Astronomers send signals across billions of miles of space, changing the course of a space probe so it will fly by Neptune. Physicists smash nearly invisible particles in order to peek back at matter and energy as they existed when the universe was a few trillionths of a second old.

When you read about such spectacular feats, you may get the impression that scientists are well on their way to figuring out everything there is to know about the world. But if you listen to scientists, you hear a very different story. For scientists, the world is still full of mystery. In fact, what we don't know about the world is much greater than what we do know.

For example, how does the brain work? No scientific puzzle has been more difficult to solve. You might think brains would be easy to study — after all, they're not far away, like Neptune, or incredibly small, like the particles physicists study. But the closer scientists look, the more they see that ordinary brains are among the most puzzling objects in the universe.

To begin with, brains are surprisingly complex — much more complex, and much more powerful, than the most advanced computers. Remember the exercises in your kindergarten workbooks? What's wrong with this picture? Which snowman is different? Which object doesn't belong? The smartest computers in the world can't do these as well as you could when you were 5.

Scientists have been studying brains seriously for about 70 years — but not necessarily human brains. They've used microelectrodes to measure electrical activity in the brain cells of animals such as squid, snails, insects, and rodents. They've gathered enough information about brain cells to fill several encyclopedias. But they still don't know why brains are so good at getting and using information.

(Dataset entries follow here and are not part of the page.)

use std::fs::{self, File};
use std::io::{BufWriter, Write};
use std::path::{Path, PathBuf};

use thiserror::Error;

use crate::input::table::Table;
use crate::model::branch::Branch;
use crate::model::lead::{Lead, NearestBranch};
use crate::pipeline::stage1_geocode::Stage1Output;
use crate::pipeline::stage2_nearest::Stage2Output;
use crate::pipeline::stage3_scores::Stage3Output;
use crate::report::json::render_summary_json;
use crate::report::text::render_report_text;
use crate::report::{
    Counts, InputMeta, SummaryData, ToolMeta, format_number, format_score, risk_score_stats,
};

pub const RESULTS_FILE: &str = "Risk_Scoring_Results.csv";
pub const SUMMARY_FILE: &str = "summary.json";
pub const REPORT_FILE: &str = "report.txt";

pub const COL_LATITUDE: &str = "Latitude";
pub const COL_LONGITUDE: &str = "Longitude";
pub const COL_NEAREST_BRANCH: &str = "Nearest Branch";
pub const COL_DISTANCE: &str = "Distance to Nearest Branch (miles)";
pub const COL_NCD_SCORE: &str = "NCDRiskScore";
pub const COL_AGE_SCORE: &str = "AgeRiskScore";
pub const COL_VEHICLE_VALUE_SCORE: &str = "VehicleValueRiskScore";
pub const COL_ADDRESS_SCORE: &str = "AddressBranchScore";
pub const COL_RISK_SCORE: &str = "RiskScore";

pub const DERIVED_COLUMNS: [&str; 9] = [
    COL_LATITUDE,
    COL_LONGITUDE,
    COL_NEAREST_BRANCH,
    COL_DISTANCE,
    COL_NCD_SCORE,
    COL_AGE_SCORE,
    COL_VEHICLE_VALUE_SCORE,
    COL_ADDRESS_SCORE,
    COL_RISK_SCORE,
];

#[derive(Debug, Error)]
pub enum ReportError {
    #[error("failed to write {}: {source}", .path.display())]
    Io {
        path: PathBuf,
        #[source]
        source: std::io::Error,
    },
    #[error("failed to write {}: {source}", .path.display())]
    Csv {
        path: PathBuf,
        #[source]
        source: csv::Error,
    },
    #[error("failed to encode summary: {0}")]
    Json(#[from] serde_json::Error),
}

#[derive(Debug, Clone)]
pub struct Stage4Input<'a> {
    pub table: &'a Table,
    pub leads: &'a [Lead],
    pub branches: &'a [Branch],

    pub stage1: Stage1Output,
    pub stage2: Stage2Output,
    pub stage3: Stage3Output,

    pub leads_path: &'a Path,
    pub branches_path: &'a Path,
    pub geocoder_url: &'a str,
    pub na_marker: &'a str,

    pub tool_name: String,
    pub tool_version: String,
}

#[derive(Debug, Clone)]
pub struct Stage4Output {
    pub summary: SummaryData,
    pub results_path: PathBuf,
    pub summary_path: PathBuf,
    pub report_path: PathBuf,
}

pub fn write_reports(input: &Stage4Input<'_>, out_dir: &Path) -> Result<Stage4Output, ReportError> {
    fs::create_dir_all(out_dir).map_err(|source| ReportError::Io {
        path: out_dir.to_path_buf(),
        source,
    })?;

    let results_path = out_dir.join(RESULTS_FILE);
    let output = render_output_table(input.table, input.leads, input.na_marker);
    write_table(&results_path, &output)?;

    let summary = build_summary(input);

    let summary_path = out_dir.join(SUMMARY_FILE);
    let json = render_summary_json(&summary)?;
    write_text(&summary_path, &json)?;

    let report_path = out_dir.join(REPORT_FILE);
    write_text(&report_path, &render_report_text(&summary))?;

    Ok(Stage4Output {
        summary,
        results_path,
        summary_path,
        report_path,
    })
}

pub fn build_summary(input: &Stage4Input<'_>) -> SummaryData {
    let totals: Vec<_> = input.leads.iter().map(|l| l.scores.total).collect();
    SummaryData {
        tool: ToolMeta {
            name: input.tool_name.clone(),
            version: input.tool_version.clone(),
        },
        input: InputMeta {
            leads: input.leads_path.display().to_string(),
            branches: input.branches_path.display().to_string(),
            geocoder_url: input.geocoder_url.to_string(),
        },
        counts: Counts {
            leads: input.leads.len(),
            branches: input.branches.len(),
            branches_with_coordinates: input
                .branches
                .iter()
                .filter(|b| b.coordinates.is_some())
                .count(),
            postcodes_looked_up: input.stage1.looked_up,
            geocoded: input.stage1.resolved,
            nearest_branch_found: input.stage2.matched,
            scored: input.stage3.scored,
        },
        not_computable: input.stage3.not_computable,
        risk_score: risk_score_stats(&totals),
    }
}

/// Original columns followed by the derived ones. A derived column that
/// already exists in the input is overwritten in place.
pub fn render_output_table(table: &Table, leads: &[Lead], marker: &str) -> Table {
    let mut headers = table.headers.clone();
    let mut derived_idx = Vec::with_capacity(DERIVED_COLUMNS.len());
    for name in DERIVED_COLUMNS {
        let idx = match headers.iter().position(|h| h.trim() == name) {
            Some(idx) => idx,
            None => {
                headers.push(name.to_string());
                headers.len() - 1
            }
        };
        derived_idx.push(idx);
    }

    let width = headers.len();
    let mut rows = Vec::with_capacity(leads.len());
    for lead in leads {
        let mut cells = table.rows.get(lead.row).cloned().unwrap_or_default();
        cells.resize(width, String::new());
        for (&idx, value) in derived_idx.iter().zip(derived_cells(lead, marker)) {
            cells[idx] = value;
        }
        rows.push(cells);
    }

    Table { headers, rows }
}

fn derived_cells(lead: &Lead, marker: &str) -> [String; 9] {
    let (latitude, longitude) = match lead.coordinates {
        Some(c) => (format_number(c.latitude()), format_number(c.longitude())),
        None => (String::new(), String::new()),
    };
    let (branch, distance) = match &lead.nearest {
        NearestBranch::Found { name, miles } if name.is_empty() => {
            (marker.to_string(), format_number(*miles))
        }
        NearestBranch::Found { name, miles } => (name.clone(), format_number(*miles)),
        NearestBranch::NotAvailable => (marker.to_string(), marker.to_string()),
    };
    let scores = &lead.scores;
    [
        latitude,
        longitude,
        branch,
        distance,
        format_score(scores.ncd, marker),
        format_score(scores.age, marker),
        format_score(scores.vehicle_value, marker),
        format_score(scores.address, marker),
        format_score(scores.total, marker),
    ]
}

fn write_table(path: &Path, table: &Table) -> Result<(), ReportError> {
    let csv_err = |source| ReportError::Csv {
        path: path.to_path_buf(),
        source,
    };
    let mut w = csv::Writer::from_path(path).map_err(csv_err)?;
    w.write_record(&table.headers).map_err(csv_err)?;
    for row in &table.rows {
        w.write_record(row).map_err(csv_err)?;
    }
    w.flush().map_err(|source| ReportError::Io {
        path: path.to_path_buf(),
        source,
    })?;
    Ok(())
}

fn write_text(path: &Path, contents: &str) -> Result<(), ReportError> {
    let io_err = |source| ReportError::Io {
        path: path.to_path_buf(),
        source,
    };
    let mut w = BufWriter::new(File::create(path).map_err(io_err)?);
    w.write_all(contents.as_bytes()).map_err(io_err)?;
    w.flush().map_err(io_err)?;
    Ok(())
}

#[cfg(test)]
#[path = "../../tests/src_inline/pipeline/stage4_report.rs"]
mod tests;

"Neurobiologists" (scientists who study brains) have learned a lot about the complicated cells that make up brains — they're called "neurons." The human brain is made of some 10 trillion neurons; each neuron branches out to communicate with as many as 150,000 other neurons; neurons pass along information in the form of small electrical charges — these things we know.

Animal brains, including ours, are composed of networks of fantastically complex cells called " neurons " (also known as nerve cells). Each neuron has an axon, a fiber that sends messages to other neurons. Individual neurons can't think, but networks of neurons can.

But how does your brain turn electrical signals into vision. Where do you "see" the images that enter your eyes? Which parts of your brain do algebra? Which parts allow you to play the guitar, tap your foot, and sing, all at the same time? How do we form beliefs, ideas, decisions?

A lot of people would like to know, including medical researchers who want to solve health problems; people in business and industry who want to better computers and robots; and military planners who want smarter weapons.

In 1997, the U.S. Department of Defense announced it would spend millions of dollars on brain research in the next decade. One spokesperson said he hoped that within five years scientists would be able to build a missile that could find its way around as well as a bumblebee.

"No way," says James Bower, a leading neurobiologist. Not in our lifetime.

In the summer of 1997, President Bush declared the 1990s The Decade of the Brain — a pledge that calls to mind President Kennedy's vow to put an American on the moon by the end of the 1960s. But traveling to the moon may have been much easier than exploring the space inside our heads. Certainly most neurobiologists expect to be scratching their heads over brains long after the end of the 1990s.